*RECORDS TO PROCESS*:
__________________________________________________

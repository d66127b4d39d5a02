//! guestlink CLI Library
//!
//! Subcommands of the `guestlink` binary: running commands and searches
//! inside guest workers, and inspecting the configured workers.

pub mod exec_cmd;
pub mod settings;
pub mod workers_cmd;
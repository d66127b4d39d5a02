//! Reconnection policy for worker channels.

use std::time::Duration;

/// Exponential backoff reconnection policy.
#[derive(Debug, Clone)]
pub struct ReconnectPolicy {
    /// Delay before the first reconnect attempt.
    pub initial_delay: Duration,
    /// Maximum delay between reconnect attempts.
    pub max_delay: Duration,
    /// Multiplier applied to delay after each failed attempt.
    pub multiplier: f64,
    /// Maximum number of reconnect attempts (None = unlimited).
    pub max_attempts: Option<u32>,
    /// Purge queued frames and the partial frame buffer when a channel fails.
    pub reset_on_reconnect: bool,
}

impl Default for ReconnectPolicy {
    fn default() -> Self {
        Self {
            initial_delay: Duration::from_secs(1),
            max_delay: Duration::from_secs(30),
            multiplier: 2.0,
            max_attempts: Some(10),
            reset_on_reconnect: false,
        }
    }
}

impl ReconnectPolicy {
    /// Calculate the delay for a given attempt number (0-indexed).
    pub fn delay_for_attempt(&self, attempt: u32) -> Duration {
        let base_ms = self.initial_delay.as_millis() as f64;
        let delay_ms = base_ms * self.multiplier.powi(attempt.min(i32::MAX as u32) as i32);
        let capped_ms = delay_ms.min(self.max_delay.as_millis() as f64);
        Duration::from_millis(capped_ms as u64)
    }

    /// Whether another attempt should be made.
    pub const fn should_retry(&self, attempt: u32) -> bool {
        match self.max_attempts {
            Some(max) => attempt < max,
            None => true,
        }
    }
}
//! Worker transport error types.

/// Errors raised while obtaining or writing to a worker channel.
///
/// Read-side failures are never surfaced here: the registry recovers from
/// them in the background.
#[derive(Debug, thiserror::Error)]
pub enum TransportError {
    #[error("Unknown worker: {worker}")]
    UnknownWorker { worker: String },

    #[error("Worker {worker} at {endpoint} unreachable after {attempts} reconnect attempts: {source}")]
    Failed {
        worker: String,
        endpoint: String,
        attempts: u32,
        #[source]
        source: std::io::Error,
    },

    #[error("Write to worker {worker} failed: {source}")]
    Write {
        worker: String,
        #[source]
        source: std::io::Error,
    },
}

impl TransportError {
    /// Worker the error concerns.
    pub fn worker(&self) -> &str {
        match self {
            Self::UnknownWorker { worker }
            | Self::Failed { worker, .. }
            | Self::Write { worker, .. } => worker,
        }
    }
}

__________________________________________________

*DIRECTIONS*: Wherever a line holds the word "guestlink", copy that line out of the entries above.

*OUTPUT*:
//! guestlink CLI Library
//! Subcommands of the `guestlink` binary: running commands and searches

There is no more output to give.